Колокола — что соловьи. Для простого уха — все одинаковы, для знатока и любителя — у каждого своя неповторимая песня. Как у каждого соловьиного колена и перевода есть свое имя, так имели имена и многие колокольные звоны: Ионин, Георгиевский, Иоакимовский, что в Ростовском соборе; всех колоколов там тринадцать, различного веса, от двух пудов до двадцати, повешены в линию, и звонари бьют в них согласно и концертно. И у самых колоколов ростовских свои имена, из них знаменитые: Сысой, Полиелейный, Лебедь (будто бы прозван так за сходство его звона с «лебединой песней»), Голодарь (который благовестил в Великий пост), Баран, Козел (не в насмешку так прозваны, а за отличие, и тоже любимцы), Ясак, Красный.
Красные колокола были и в Москве. Красный — значит прекрасный, веселый, напевный, усладительный. Красным звоном была знаменита в Юшковом переулке церковь святителя Николая, так и называвшаяся — «У красных колоколов». Еще лучшее название носил храм за Неглинной, на Никитской улице: «Вознесенья хорошая колокольница». Всех колоколов краснее и певучее были Симоновский в Москве и Саввино-Сторожевский в Звенигороде, и это потому, что дно у них много потоньше краев и сплав чудно хорош. Симоновский колокол лил великий художник — мастер Харитонка Иванов сын Попов с товарищем Петром Харитоновым сыном Дурасовым в лето от создания мира 7186-е, при царе Федоре Алексеевиче. Саввино-Сторожевский колокол лит мастером Григорьевым на десять лет раньше и знаменит еще своей надписью тайного письма, которую с большим трудом разобрали ученые-историки.

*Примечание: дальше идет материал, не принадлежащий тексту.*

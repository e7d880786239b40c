//! BEP-5 compact wire encodings, IPv4 only: 26 bytes per node
//! (20-byte id, 4-byte address, 2-byte port), 6 bytes per peer.

use std::{
    convert::TryInto,
    net::{Ipv4Addr, SocketAddrV4},
};

const SOCKET_ADDR_LEN: usize = 6;

/// Serialize/deserialize a `Vec<SocketAddrV4>` as a list of compact peer
/// byte strings (the `values` key of a get_peers response).
pub(crate) mod peers {
    use super::SOCKET_ADDR_LEN;
    use serde::{
        de::{Deserializer, Error as _, SeqAccess, Visitor},
        ser::{SerializeSeq, Serializer},
    };
    use serde_bytes::{ByteBuf, Bytes};
    use std::{fmt, net::SocketAddrV4};

    pub(crate) fn serialize<S>(addrs: &[SocketAddrV4], s: S) -> Result<S::Ok, S::Error>
    where
        S: Serializer,
    {
        let mut seq = s.serialize_seq(Some(addrs.len()))?;
        for addr in addrs {
            seq.serialize_element(Bytes::new(&super::encode_socket_addr(addr)))?
        }
        seq.end()
    }

    pub(crate) fn deserialize<'de, D>(d: D) -> Result<Vec<SocketAddrV4>, D::Error>
    where
        D: Deserializer<'de>,
    {
        struct PeersVisitor;

        impl<'de> Visitor<'de> for PeersVisitor {
            type Value = Vec<SocketAddrV4>;

            fn expecting(&self, f: &mut fmt::Formatter) -> fmt::Result {
                write!(f, "list of {}-byte strings", SOCKET_ADDR_LEN)
            }

            fn visit_seq<A>(self, mut seq: A) -> Result<Self::Value, A::Error>
            where
                A: SeqAccess<'de>,
            {
                let mut output = Vec::with_capacity(seq.size_hint().unwrap_or(0));

                while let Some(bytes) = seq.next_element::<ByteBuf>()? {
                    let addr = super::decode_socket_addr(&bytes)
                        .ok_or_else(|| A::Error::invalid_length(bytes.len(), &self))?;
                    output.push(addr);
                }

                Ok(output)
            }
        }

        d.deserialize_seq(PeersVisitor)
    }
}

/// Serialize/deserialize a `Vec<ContactInfo>` as a single byte string of
/// concatenated 26-byte entries (the `nodes` key).
pub(crate) mod nodes {
    use super::SOCKET_ADDR_LEN;
    use crate::{
        id::{NodeId, ID_LEN},
        routing::node::ContactInfo,
    };
    use serde::{
        de::{Deserialize, Deserializer, Error as _},
        ser::Serializer,
    };
    use serde_bytes::ByteBuf;
    use std::convert::TryFrom;

    const NODE_LEN: usize = ID_LEN + SOCKET_ADDR_LEN;

    pub(crate) fn serialize<S>(nodes: &[ContactInfo], s: S) -> Result<S::Ok, S::Error>
    where
        S: Serializer,
    {
        let mut buffer = Vec::with_capacity(nodes.len() * NODE_LEN);

        for node in nodes {
            buffer.extend(node.id.as_ref());
            buffer.extend(super::encode_socket_addr(&node.addr));
        }

        s.serialize_bytes(&buffer)
    }

    pub(crate) fn deserialize<'de, D>(d: D) -> Result<Vec<ContactInfo>, D::Error>
    where
        D: Deserializer<'de>,
    {
        let buffer = ByteBuf::deserialize(d)?;
        let chunks = buffer.chunks_exact(NODE_LEN);

        if !chunks.remainder().is_empty() {
            let msg = format!("multiple of {}", NODE_LEN);
            return Err(D::Error::invalid_length(buffer.len(), &msg.as_ref()));
        }

        let nodes = chunks
            .filter_map(|chunk| {
                let id = NodeId::try_from(&chunk[..ID_LEN]).ok()?;
                let addr = super::decode_socket_addr(&chunk[ID_LEN..])?;

                Some(ContactInfo { id, addr })
            })
            .collect();

        Ok(nodes)
    }
}

fn decode_socket_addr(src: &[u8]) -> Option<SocketAddrV4> {
    if src.len() != SOCKET_ADDR_LEN {
        return None;
    }

    let ip: [u8; 4] = src.get(..4)?.try_into().ok()?;
    let port = u16::from_be_bytes(src.get(4..)?.try_into().ok()?);

    Some(SocketAddrV4::new(Ipv4Addr::from(ip), port))
}

fn encode_socket_addr(addr: &SocketAddrV4) -> [u8; SOCKET_ADDR_LEN] {
    let mut buffer = [0u8; SOCKET_ADDR_LEN];
    buffer[..4].copy_from_slice(&addr.ip().octets());
    buffer[4..].copy_from_slice(&addr.port().to_be_bytes());
    buffer
}

#[cfg(test)]
mod tests {
    use crate::{id::NodeId, routing::node::ContactInfo};
    use serde::{Deserialize, Serialize};
    use std::{
        fmt::Debug,
        net::{Ipv4Addr, SocketAddrV4},
    };

    #[test]
    fn encode_decode_peers() {
        #[derive(Debug, Eq, PartialEq, Serialize, Deserialize)]
        #[serde(transparent)]
        struct Wrapper {
            #[serde(with = "super::peers")]
            values: Vec<SocketAddrV4>,
        }

        encode_decode(&Wrapper { values: Vec::new() }, b"le");
        encode_decode(
            &Wrapper {
                values: vec![SocketAddrV4::new(Ipv4Addr::new(127, 0, 0, 1), 6789)],
            },
            &[b'l', b'6', b':', 127, 0, 0, 1, 26, 133, b'e'],
        );
        encode_decode(
            &Wrapper {
                values: vec![
                    SocketAddrV4::new(Ipv4Addr::new(127, 0, 0, 1), 6789),
                    SocketAddrV4::new(Ipv4Addr::new(127, 0, 0, 2), 1234),
                ],
            },
            &[
                b'l', b'6', b':', 127, 0, 0, 1, 26, 133, b'6', b':', 127, 0, 0, 2, 4, 210, b'e',
            ],
        );
    }

    #[test]
    fn encode_decode_nodes() {
        #[derive(Debug, Eq, PartialEq, Serialize, Deserialize)]
        #[serde(transparent)]
        struct Wrapper {
            #[serde(with = "super::nodes")]
            nodes: Vec<ContactInfo>,
        }

        encode_decode(&Wrapper { nodes: Vec::new() }, b"0:");
        encode_decode(
            &Wrapper {
                nodes: vec![ContactInfo {
                    id: NodeId::from(*b"0123456789abcdefghij"),
                    addr: SocketAddrV4::new(Ipv4Addr::new(127, 0, 0, 1), 6789),
                }],
            },
            &[
                b'2', b'6', b':', b'0', b'1', b'2', b'3', b'4', b'5', b'6', b'7', b'8', b'9', b'a',
                b'b', b'c', b'd', b'e', b'f', b'g', b'h', b'i', b'j', 127, 0, 0, 1, 26, 133,
            ],
        );
        encode_decode(
            &Wrapper {
                nodes: vec![
                    ContactInfo {
                        id: NodeId::from(*b"0123456789abcdefghij"),
                        addr: SocketAddrV4::new(Ipv4Addr::new(127, 0, 0, 1), 6789),
                    },
                    ContactInfo {
                        id: NodeId::from(*b"klmnopqrstuvwxyz0123"),
                        addr: SocketAddrV4::new(Ipv4Addr::new(127, 0, 0, 2), 1234),
                    },
                ],
            },
            &[
                b'5', b'2', b':', b'0', b'1', b'2', b'3', b'4', b'5', b'6', b'7', b'8', b'9', b'a',
                b'b', b'c', b'd', b'e', b'f', b'g', b'h', b'i', b'j', 127, 0, 0, 1, 26, 133, b'k',
                b'l', b'm', b'n', b'o', b'p', b'q', b'r', b's', b't', b'u', b'v', b'w', b'x', b'y',
                b'z', b'0', b'1', b'2', b'3', 127, 0, 0, 2, 4, 210,
            ],
        );
    }

    #[test]
    fn reject_truncated_node_list() {
        #[derive(Debug, Eq, PartialEq, Serialize, Deserialize)]
        #[serde(transparent)]
        struct Wrapper {
            #[serde(with = "super::nodes")]
            nodes: Vec<ContactInfo>,
        }

        // 25 bytes: one byte short of a full entry.
        let mut encoded = b"25:".to_vec();
        encoded.extend_from_slice(&[0u8; 25]);

        assert!(serde_bencode::from_bytes::<Wrapper>(&encoded).is_err());
    }

    fn encode_decode<'de, T>(value: &T, expected_encoded: &'de [u8])
    where
        T: Serialize + Deserialize<'de> + Eq + Debug,
    {
        let actual_encoded = serde_bencode::to_bytes(value).unwrap();
        assert_eq!(actual_encoded, expected_encoded);

        let actual_decoded: T = serde_bencode::from_bytes(expected_encoded).unwrap();
        assert_eq!(actual_decoded, *value);
    }
}
use fnv::FnvHashSet;
use legion::systems::CommandBuffer;
use legion::world::SubWorld;
use legion::{system, Entity, IntoQuery};
use log::debug;
use nalgebra::Vector3;
use ordered_float::OrderedFloat;
use priority_queue::PriorityQueue;

use crate::landing::{LandingDetectionData, LandingEvent};
use crate::simulation::SimulationData;

/// Impact-ring knobs: size scaling, color banding, lifetime.
#[derive(Clone, Copy, Debug, PartialEq)]
pub struct MarkerConfig {
    pub base_size: f32,
    pub speed_scale: f32,
    pub min_size: f32,
    pub max_size: f32,
    /// Ascending impact-speed bounds of the first three color bands; faster
    /// impacts take the fourth.
    pub slow_speed: f32,
    pub medium_speed: f32,
    pub fast_speed: f32,
    /// Seconds a ring stays in the scene.
    pub lifetime: f64,
    /// Final fraction of the lifetime spent fading out. Zero disables.
    pub fade_fraction: f64,
}

impl Default for MarkerConfig {
    fn default() -> Self {
        MarkerConfig {
            base_size: 0.12,
            speed_scale: 0.02,
            min_size: 0.12,
            max_size: 0.5,
            slow_speed: 4.,
            medium_speed: 8.,
            fast_speed: 14.,
            lifetime: 6.,
            fade_fraction: 0.25,
        }
    }
}

/// A transient ring where a ball came down. Purely visual; nothing reads it
/// back into the physics.
#[derive(Clone, Copy, Debug, PartialEq)]
pub struct ImpactMarker {
    pub position: Vector3<f32>,
    pub size: f32,
    pub color: Vector3<f32>,
    pub opacity: f32,
    pub created_at: f64,
    pub lifetime: f64,
}

pub fn marker_from_event(event: &LandingEvent, config: &MarkerConfig, now: f64) -> ImpactMarker {
    ImpactMarker {
        position: event.position,
        size: (config.base_size + event.impact_speed * config.speed_scale)
            .clamp(config.min_size, config.max_size),
        color: band_color(event.impact_speed, config),
        opacity: 1.,
        created_at: now,
        lifetime: config.lifetime,
    }
}

/// Soft greens for drop shots through hot reds for flat smashes.
fn band_color(impact_speed: f32, config: &MarkerConfig) -> Vector3<f32> {
    if impact_speed <= config.slow_speed {
        Vector3::new(0.7, 0.9, 0.8)
    } else if impact_speed <= config.medium_speed {
        Vector3::new(0.9, 0.9, 0.6)
    } else if impact_speed <= config.fast_speed {
        Vector3::new(0.95, 0.6, 0.3)
    } else {
        Vector3::new(0.9, 0.2, 0.2)
    }
}

/// Opacity after `elapsed` seconds of life: 1 until the fade window opens,
/// then linear down to 0. A pure function of elapsed time.
pub fn opacity_at(elapsed: f64, lifetime: f64, fade_fraction: f64) -> f32 {
    if fade_fraction <= 0. {
        return 1.;
    }
    let fade_start = lifetime * (1. - fade_fraction);
    if elapsed <= fade_start {
        return 1.;
    }
    let fade_length = lifetime - fade_start;
    (1. - (elapsed - fade_start) / fade_length).max(0.) as f32
}

/// Marker bookkeeping: a de-dup set keyed by the source body (its own copy,
/// deliberately separate from the detector's) and the removal schedule.
#[derive(Default)]
pub struct ImpactMarkerData {
    /// Bodies with a live ring; re-admitted once the ring is removed.
    marked: FnvHashSet<Entity>,
    /// (ring, source body) keyed by negated expiry time: the queue pops its
    /// maximum, so negation surfaces the soonest removal first.
    removals: PriorityQueue<(Entity, Entity), OrderedFloat<f64>>,
}

impl ImpactMarkerData {
    /// First producer wins: at most one live ring per body, however many
    /// event streams feed this.
    fn admit(&mut self, source: Entity) -> bool {
        self.marked.insert(source)
    }
}

#[system]
pub fn spawn_impact_markers(
    commands: &mut CommandBuffer,
    #[resource] landing_data: &mut LandingDetectionData,
    #[resource] data: &mut ImpactMarkerData,
    #[resource] config: &MarkerConfig,
    #[resource] simulation_data: &SimulationData,
) {
    let now = simulation_data.time;
    for event in landing_data.events.drain(..) {
        if !data.admit(event.entity) {
            continue;
        }
        let marker = marker_from_event(&event, config, now);
        let ring = commands.push((marker,));
        data.removals
            .push((ring, event.entity), OrderedFloat(-(now + config.lifetime)));
        debug!(
            "Ring for {:?}: size {:.2}, expires {:.2}",
            event.entity,
            marker.size,
            now + config.lifetime
        );
    }
}

#[system]
#[write_component(ImpactMarker)]
pub fn update_impact_markers(
    world: &mut SubWorld,
    commands: &mut CommandBuffer,
    #[resource] data: &mut ImpactMarkerData,
    #[resource] config: &MarkerConfig,
    #[resource] simulation_data: &SimulationData,
) {
    let now = simulation_data.time;
    for marker in <&mut ImpactMarker>::query().iter_mut(world) {
        marker.opacity = opacity_at(now - marker.created_at, marker.lifetime, config.fade_fraction);
    }
    while let Some((&(ring, source), &expiry)) = data.removals.peek() {
        if -expiry.0 > now {
            break;
        }
        data.removals.pop();
        commands.remove(ring);
        data.marked.remove(&source);
    }
}
use legion::system;
use legion::systems::CommandBuffer;
use log::info;
use nalgebra::Vector3;
use rand::Rng;
use rand_pcg::Pcg64;

use crate::ball::{Ball, BALL_RADIUS};
use crate::simulation::SimulationData;

/// The training launcher: a fixed muzzle with a sweeping aim. The preview
/// always reflects this state, whether or not a serve is due.
#[derive(Clone, Copy, Debug, PartialEq)]
pub struct Launcher {
    pub origin: Vector3<f32>,
    /// Radians around +y; zero aims down +z.
    pub azimuth: f32,
    /// Radians above the horizontal.
    pub elevation: f32,
    /// Muzzle speed, m/s.
    pub speed: f32,
}

impl Launcher {
    /// Initial velocity a ball fired right now would get.
    pub fn aim_velocity(&self) -> Vector3<f32> {
        let horizontal = self.speed * self.elevation.cos();
        Vector3::new(
            horizontal * self.azimuth.sin(),
            self.speed * self.elevation.sin(),
            horizontal * self.azimuth.cos(),
        )
    }
}

/// Serve pacing and jitter ranges for a training session.
#[derive(Clone, Copy, Debug, PartialEq)]
pub struct LauncherConfig {
    pub serve_interval: f64,
    pub speed_range: (f32, f32),
    pub elevation_range: (f32, f32),
    /// Amplitude of the slow side-to-side aim sweep, radians.
    pub azimuth_sweep: f32,
}

impl Default for LauncherConfig {
    fn default() -> Self {
        LauncherConfig {
            serve_interval: 1.5,
            speed_range: (8., 16.),
            elevation_range: (0.2, 0.6),
            azimuth_sweep: 0.35,
        }
    }
}

pub struct LauncherState {
    pub rng: Pcg64,
    pub last_serve: f64,
}

#[system]
pub fn serve(
    commands: &mut CommandBuffer,
    #[resource] launcher: &mut Launcher,
    #[resource] launcher_config: &LauncherConfig,
    #[resource] state: &mut LauncherState,
    #[resource] simulation_data: &SimulationData,
) {
    let now = simulation_data.time;
    // Sweep the aim so the preview keeps moving between serves.
    launcher.azimuth = launcher_config.azimuth_sweep * (now as f32 * 0.4).sin();
    if now - state.last_serve < launcher_config.serve_interval {
        return;
    }
    state.last_serve = now;
    launcher.speed = state
        .rng
        .gen_range(launcher_config.speed_range.0..launcher_config.speed_range.1);
    launcher.elevation = state
        .rng
        .gen_range(launcher_config.elevation_range.0..launcher_config.elevation_range.1);
    commands.push((Ball {
        position: launcher.origin,
        velocity: launcher.aim_velocity(),
        radius: BALL_RADIUS,
    },));
    info!(
        "Serve at {:.2}s: speed {:.1} m/s, elevation {:.2} rad, azimuth {:.2} rad",
        now, launcher.speed, launcher.elevation, launcher.azimuth
    );
}

#[cfg(test)]
mod tests {
    use super::*;
    use approx::assert_relative_eq;

    #[test]
    fn flat_aim_is_all_horizontal() {
        let launcher = Launcher {
            origin: Vector3::zeros(),
            azimuth: 0.,
            elevation: 0.,
            speed: 10.,
        };
        assert_relative_eq!(
            launcher.aim_velocity(),
            Vector3::new(0., 0., 10.),
            epsilon = 1e-5
        );
    }

    #[test]
    fn vertical_aim_is_all_lift() {
        let launcher = Launcher {
            origin: Vector3::zeros(),
            azimuth: 0.7,
            elevation: std::f32::consts::FRAC_PI_2,
            speed: 10.,
        };
        let velocity = launcher.aim_velocity();
        assert_relative_eq!(velocity.y, 10., epsilon = 1e-4);
        assert!(velocity.x.abs() < 1e-4 && velocity.z.abs() < 1e-4);
    }

    #[test]
    fn aim_speed_is_preserved() {
        let launcher = Launcher {
            origin: Vector3::zeros(),
            azimuth: -0.3,
            elevation: 0.45,
            speed: 12.5,
        };
        assert_relative_eq!(launcher.aim_velocity().norm(), 12.5, epsilon = 1e-4);
    }
}
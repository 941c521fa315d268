use std::collections::VecDeque;

use fnv::{FnvHashMap, FnvHashSet};
use legion::world::SubWorld;
use legion::{system, Entity, IntoQuery};
use log::info;

use crate::ball::Ball;
use crate::simulation::SimulationData;

/// Flight-timer knobs. A deliberately coarser lifecycle than landing
/// detection, and fully separate from it.
#[derive(Clone, Copy, Debug, PartialEq)]
pub struct FlightTimeConfig {
    /// Timing starts above this speed and stops back under it.
    pub min_tracking_speed: f32,
    /// Under this height the flight is over even at speed.
    pub floor_height: f32,
    /// Flights are cut off and recorded once they run this long.
    pub max_flight_duration: f64,
    /// Rolling-history capacity; the oldest record is evicted beyond it.
    pub history_limit: usize,
}

impl Default for FlightTimeConfig {
    fn default() -> Self {
        FlightTimeConfig {
            min_tracking_speed: 1.5,
            floor_height: 0.1,
            max_flight_duration: 15.,
            history_limit: 64,
        }
    }
}

#[derive(Clone, Copy, Debug, PartialEq)]
pub struct FlightRecord {
    pub duration: f64,
    pub time: f64,
}

#[derive(Clone, Copy, Debug, Default, PartialEq)]
pub struct FlightStats {
    pub count: usize,
    pub min: f64,
    pub max: f64,
    pub mean: f64,
    pub sum: f64,
}

/// Per-body start times plus the bounded rolling history.
#[derive(Default)]
pub struct FlightTimeData {
    active: FnvHashMap<Entity, f64>,
    pub history: VecDeque<FlightRecord>,
}

impl FlightTimeData {
    /// Feed one observation; returns the record when it stops a flight.
    pub fn observe(
        &mut self,
        entity: Entity,
        ball: &Ball,
        now: f64,
        config: &FlightTimeConfig,
    ) -> Option<FlightRecord> {
        let speed = ball.speed();
        let start = match self.active.get(&entity) {
            None => {
                if speed > config.min_tracking_speed && ball.position.y >= config.floor_height {
                    self.active.insert(entity, now);
                }
                return None;
            }
            Some(&start) => start,
        };
        let elapsed = now - start;
        let done = speed < config.min_tracking_speed
            || ball.position.y < config.floor_height
            || elapsed > config.max_flight_duration;
        if !done {
            return None;
        }
        self.active.remove(&entity);
        let record = FlightRecord {
            duration: elapsed,
            time: now,
        };
        self.push_record(record, config.history_limit);
        Some(record)
    }

    fn push_record(&mut self, record: FlightRecord, limit: usize) {
        while self.history.len() >= limit.max(1) {
            self.history.pop_front();
        }
        self.history.push_back(record);
    }

    /// One linear pass over the history; recomputed on demand, nothing
    /// cached.
    pub fn stats(&self) -> FlightStats {
        let mut stats = FlightStats::default();
        for record in &self.history {
            if stats.count == 0 || record.duration < stats.min {
                stats.min = record.duration;
            }
            if stats.count == 0 || record.duration > stats.max {
                stats.max = record.duration;
            }
            stats.sum += record.duration;
            stats.count += 1;
        }
        if stats.count > 0 {
            stats.mean = stats.sum / stats.count as f64;
        }
        stats
    }

    /// Forget bodies that no longer exist; mid-flight despawns leave no
    /// record.
    pub fn retain_alive(&mut self, alive: &FnvHashSet<Entity>) {
        self.active.retain(|entity, _| alive.contains(entity));
    }

    pub fn active_count(&self) -> usize {
        self.active.len()
    }
}

#[system]
#[read_component(Ball)]
pub fn track_flight_times(
    world: &mut SubWorld,
    #[resource] data: &mut FlightTimeData,
    #[resource] config: &FlightTimeConfig,
    #[resource] simulation_data: &SimulationData,
) {
    let mut alive = FnvHashSet::default();
    for (entity, ball) in <(Entity, &Ball)>::query().iter(world) {
        alive.insert(*entity);
        if let Some(record) = data.observe(*entity, ball, simulation_data.time, config) {
            info!(
                "Flight of {:?} lasted {:.2}s ({} on record)",
                entity,
                record.duration,
                data.history.len()
            );
        }
    }
    data.retain_alive(&alive);
}

#[cfg(test)]
mod tests {
    use super::*;
    use crate::ball::BALL_RADIUS;
    use approx::assert_relative_eq;
    use legion::World;
    use nalgebra::Vector3;

    fn ball(height: f32, speed: f32) -> Ball {
        Ball {
            position: Vector3::new(0., height, 0.),
            velocity: Vector3::new(speed, 0., 0.),
            radius: BALL_RADIUS,
        }
    }

    fn body() -> Entity {
        let mut world = World::default();
        world.push((0usize,))
    }

    #[test]
    fn flight_is_timed_from_first_fast_observation() {
        let mut data = FlightTimeData::default();
        let entity = body();
        let config = FlightTimeConfig::default();
        assert!(data.observe(entity, &ball(1., 8.), 1.0, &config).is_none());
        assert!(data.observe(entity, &ball(2., 8.), 1.5, &config).is_none());
        // Drops under the floor: flight over.
        let record = data
            .observe(entity, &ball(0.05, 8.), 2.2, &config)
            .expect("low pass should stop the clock");
        assert_relative_eq!(record.duration, 1.2, epsilon = 1e-9);
        assert_relative_eq!(record.time, 2.2, epsilon = 1e-9);
    }

    #[test]
    fn slowing_down_stops_the_clock() {
        let mut data = FlightTimeData::default();
        let entity = body();
        let config = FlightTimeConfig::default();
        data.observe(entity, &ball(1., 8.), 0., &config);
        let record = data.observe(entity, &ball(1., 0.5), 0.8, &config).unwrap();
        assert_relative_eq!(record.duration, 0.8, epsilon = 1e-9);
    }

    #[test]
    fn runaway_flight_is_cut_off() {
        let mut data = FlightTimeData::default();
        let entity = body();
        let config = FlightTimeConfig::default();
        data.observe(entity, &ball(5., 8.), 0., &config);
        assert!(data.observe(entity, &ball(5., 8.), 10., &config).is_none());
        let record = data.observe(entity, &ball(5., 8.), 15.1, &config).unwrap();
        assert_relative_eq!(record.duration, 15.1, epsilon = 1e-9);
    }

    #[test]
    fn slow_or_grounded_bodies_never_start_the_clock() {
        let mut data = FlightTimeData::default();
        let config = FlightTimeConfig::default();
        data.observe(body(), &ball(1., 1.), 0., &config);
        data.observe(body(), &ball(0.05, 8.), 0., &config);
        assert_eq!(data.active_count(), 0);
    }

    #[test]
    fn history_evicts_exactly_the_oldest() {
        let mut data = FlightTimeData::default();
        for index in 0..10 {
            data.push_record(
                FlightRecord {
                    duration: index as f64,
                    time: index as f64,
                },
                4,
            );
            assert!(data.history.len() <= 4);
        }
        let kept: Vec<f64> = data.history.iter().map(|record| record.duration).collect();
        assert_eq!(kept, vec![6., 7., 8., 9.]);
    }

    #[test]
    fn stats_are_a_single_pass_over_the_history() {
        let mut data = FlightTimeData::default();
        for duration in &[2., 4., 9.] {
            data.push_record(
                FlightRecord {
                    duration: *duration,
                    time: 0.,
                },
                64,
            );
        }
        let stats = data.stats();
        assert_eq!(stats.count, 3);
        assert_relative_eq!(stats.min, 2., epsilon = 1e-9);
        assert_relative_eq!(stats.max, 9., epsilon = 1e-9);
        assert_relative_eq!(stats.sum, 15., epsilon = 1e-9);
        assert_relative_eq!(stats.mean, 5., epsilon = 1e-9);
    }

    #[test]
    fn empty_history_yields_zeroed_stats() {
        assert_eq!(FlightTimeData::default().stats(), FlightStats::default());
    }
}
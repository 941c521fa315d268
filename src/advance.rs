use legion::system;
use legion::systems::CommandBuffer;
use legion::world::SubWorld;
use legion::{Entity, IntoQuery};
use nalgebra::Vector3;

use crate::{ball::Ball, simulation::SimulationConfig};

/// Fraction of vertical speed the court gives back per bounce.
const RESTITUTION: f32 = 0.55;
/// Fraction of horizontal speed kept per bounce.
const FRICTION: f32 = 0.8;
/// Vertical speed under which a bounce becomes rest.
const DEAD_BOUNCE: f32 = 0.2;
/// Below this the ball has left the playable world entirely.
const OUT_OF_WORLD: f32 = -20.;
/// Balls slower than this on the court are done.
const REST_SPEED: f32 = 0.05;

#[system(for_each)]
pub fn advance_balls(ball: &mut Ball, #[resource] simulation_config: &SimulationConfig) {
    advance_single_ball(
        ball,
        simulation_config.gravity,
        simulation_config.time_delta as f32,
    );
}

/// One semi-implicit Euler step plus the court-plane bounce. This is the
/// stand-in for the external rigid-body engine; everything downstream only
/// observes its output.
pub fn advance_single_ball(ball: &mut Ball, gravity: Vector3<f32>, time_delta: f32) {
    ball.velocity += gravity * time_delta;
    ball.position += ball.velocity * time_delta;
    if ball.position.y < ball.radius && ball.velocity.y < 0. {
        // v -= 2*(v.n)*n against the court normal, damped.
        ball.position.y = ball.radius;
        ball.velocity.y = -ball.velocity.y * RESTITUTION;
        ball.velocity.x *= FRICTION;
        ball.velocity.z *= FRICTION;
        if ball.velocity.y < DEAD_BOUNCE {
            ball.velocity.y = 0.;
        }
    }
}

#[system]
#[read_component(Ball)]
pub fn retire_balls(world: &mut SubWorld, commands: &mut CommandBuffer) {
    for (entity, ball) in <(Entity, &Ball)>::query().iter(world) {
        let resting = ball.speed() < REST_SPEED && ball.position.y < ball.radius + 1e-3;
        if resting || ball.position.y < OUT_OF_WORLD {
            commands.remove(*entity);
        }
    }
}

Когда звонишь в колокол — клади в уши ягоды калины, рябины или клюквы, а то скоро оглохнешь. Иные привыкают звонить с открытым ртом. Были у нас искусные звонари — на шесть, на семь и на девять переборов, хотя нет на свете звонарей лучше английских. Зато мы брали весом, и в этом перегнали даже старую страну колоколов — Китай: в Царь-колоколе весу 12 372 пуда 19 фунтов. А разбит он при пожаре от копеечной свечки.
Были колокола, как люди: и степенные, законопослушные, в житии своем мирные, и озорные, мятежные, великие бунтари. Благовестные висели мирно веками, а буйственные попадали в плен и уходили в ссылку. Иным было дано многолетнее житие, другие кончали свою жизнь инвалидами, в трещинах, обвязанные лыком. А иным колоколам за их проказы урезывали, как и людям, язык.
Было такое неспокойное место в Москве — полубашенка Спасских ворот. По преданию, там висел всполошный, набатный колокол, привезенный в Москву из Великого Новгорода Иваном Третьим; возможно, что он был перелит из новгородского. Но переливка не помогла, и колокол однажды в полночь напугал царя Федора Алексеевича, за что был сослан в Карельский монастырь. Его сменил другой набатный колокол, после попавший сначала в Арсенал, а затем в Оружейную палату.